TASK DIRECTIONS: Everything from the first line of the entries through the line containing "external dependencies allowed" is to be retyped exactly, and nothing beyond it.

SOURCE MATERIAL:
//! # SiteDesk Domain
//!
//! Domain types shared by every SiteDesk crate.
//!
//! This crate contains:
//! - The top-level error type and `Result` alias
//! - Configuration structures for the API session client
//! - Session types (credential pair, user profile, session events)
//! - Domain constants (store keys, default routes and endpoints)
//!
//! ## Architecture
//! - No dependencies on other SiteDesk crates
//! - Only external dependencies allowed
//! - Pure data structures, no I/O

pub mod config;
pub mod constants;
pub mod errors;
pub mod types;

// Re-export commonly used items
pub use config::*;
pub use errors::*;
pub use types::*;
//! Traits for credential storage and navigation
//!
//! These traits enable dependency injection and testing by abstracting
//! ambient capabilities (persisted storage, page redirect).

use async_trait::async_trait;
use sitedesk_domain::{CredentialPair, UserProfile};

use super::error::SessionStoreError;

/// Persisted session state shared by every request.
///
/// Writers are the login path, the refresh coordinator and the logout path;
/// every outgoing request reads the access token. Last write wins.
#[async_trait]
pub trait SessionStore: Send + Sync {
    /// Current access token, `None` when not signed in
    async fn access_token(&self) -> Result<Option<String>, SessionStoreError>;

    /// Current refresh token, `None` when not signed in
    async fn refresh_token(&self) -> Result<Option<String>, SessionStoreError>;

    /// Persist both tokens (login)
    ///
    /// # Errors
    /// Returns error if the backend rejects the write
    async fn store_credentials(&self, credentials: &CredentialPair)
        -> Result<(), SessionStoreError>;

    /// Overwrite the access token in place (refresh)
    async fn set_access_token(&self, token: &str) -> Result<(), SessionStoreError>;

    /// Overwrite the refresh token in place (rotating backends only)
    async fn set_refresh_token(&self, token: &str) -> Result<(), SessionStoreError>;

    async fn user_profile(&self) -> Result<Option<UserProfile>, SessionStoreError>;

    async fn set_user_profile(&self, profile: &UserProfile) -> Result<(), SessionStoreError>;

    /// UI restoration hint, unrelated to authorization
    async fn last_section(&self) -> Result<Option<String>, SessionStoreError>;

    async fn set_last_section(&self, section: &str) -> Result<(), SessionStoreError>;

    /// Remove every persisted session entry (logout, forced logout)
    ///
    /// # Errors
    /// Returns error if the backend rejects a deletion
    async fn clear(&self) -> Result<(), SessionStoreError>;

    /// Whether an access token is currently stored
    async fn has_credentials(&self) -> bool {
        matches!(self.access_token().await, Ok(Some(_)))
    }
}

/// Raw string secret storage backing a [`CredentialStore`](super::CredentialStore).
pub trait SecretStore: Send + Sync {
    /// Read a secret, `Ok(None)` when absent
    fn get_secret(&self, key: &str) -> Result<Option<String>, SessionStoreError>;

    fn set_secret(&self, key: &str, value: &str) -> Result<(), SessionStoreError>;

    /// Delete a secret (idempotent)
    fn delete_secret(&self, key: &str) -> Result<(), SessionStoreError>;
}

/// Sends the user somewhere else, typically the login route.
pub trait Navigator: Send + Sync {
    fn navigate(&self, route: &str);
}

/// Navigator for headless callers that have nowhere to redirect to.
#[derive(Debug, Default, Clone, Copy)]
pub struct NoopNavigator;

impl Navigator for NoopNavigator {
    fn navigate(&self, route: &str) {
        tracing::debug!(route = %route, "navigation requested with no navigator installed");
    }
}
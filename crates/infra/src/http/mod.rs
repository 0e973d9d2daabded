//! Transport layer shared by every outgoing request.

mod client;

pub use client::{HttpClient, HttpClientBuilder};
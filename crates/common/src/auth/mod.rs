//! Session credential storage and navigation ports
//!
//! The session client never touches persisted storage or page navigation
//! directly. It talks to two ports defined here so that desktop, CLI and
//! server-side callers can each supply their own implementation.
//!
//! # Architecture
//!
//! ```text
//! ┌─────────────────┐
//! │  SessionStore   │  async port used by the session client
//! └────────┬────────┘
//!          │
//!          └──► CredentialStore<S>   (key layout + profile serialization)
//!                    │
//!                    ├──► MemorySecrets       (process memory, tests)
//!                    └──► KeychainProvider    (OS keychain, `platform`)
//!
//! ┌─────────────────┐
//! │   Navigator     │  redirect to the login route after a forced logout
//! └─────────────────┘
//! ```
//!
//! # Stored keys
//!
//! Four independent string entries: access token, refresh token, the
//! serialized user profile, and the last active UI section. Clearing the
//! session removes all four.

mod error;
#[cfg(feature = "platform")]
mod keychain;
pub mod store;
pub mod traits;

pub use error::SessionStoreError;
#[cfg(feature = "platform")]
pub use keychain::KeychainSessionStore;
pub use store::{CredentialStore, MemorySecrets, MemorySessionStore};
pub use traits::{Navigator, NoopNavigator, SecretStore, SessionStore};
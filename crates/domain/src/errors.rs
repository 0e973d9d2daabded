//! Error types used throughout the application

use serde::{Deserialize, Serialize};
use thiserror::Error;

/// Main error type for SiteDesk
#[derive(Error, Debug, Clone, PartialEq, Eq, Serialize, Deserialize)]
#[serde(tag = "type", content = "message")]
pub enum SiteDeskError {
    #[error("Configuration error: {0}")]
    Config(String),

    #[error("Network error: {0}")]
    Network(String),

    #[error("Authentication error: {0}")]
    Auth(String),

    #[error("Storage error: {0}")]
    Storage(String),

    #[error("Not found: {0}")]
    NotFound(String),

    #[error("Invalid input: {0}")]
    InvalidInput(String),

    #[error("Internal error: {0}")]
    Internal(String),
}

/// Result type alias for SiteDesk operations
pub type Result<T> = std::result::Result<T, SiteDeskError>;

SOLUTION FOR THIS EXERCISE:
//! # SiteDesk Domain
//!
//! Domain types shared by every SiteDesk crate.
//!
//! This crate contains:
//! - The top-level error type and `Result` alias
//! - Configuration structures for the API session client
//! - Session types (credential pair, user profile, session events)
//! - Domain constants (store keys, default routes and endpoints)
//!
//! ## Architecture
//! - No dependencies on other SiteDesk crates
//! - Only external dependencies allowed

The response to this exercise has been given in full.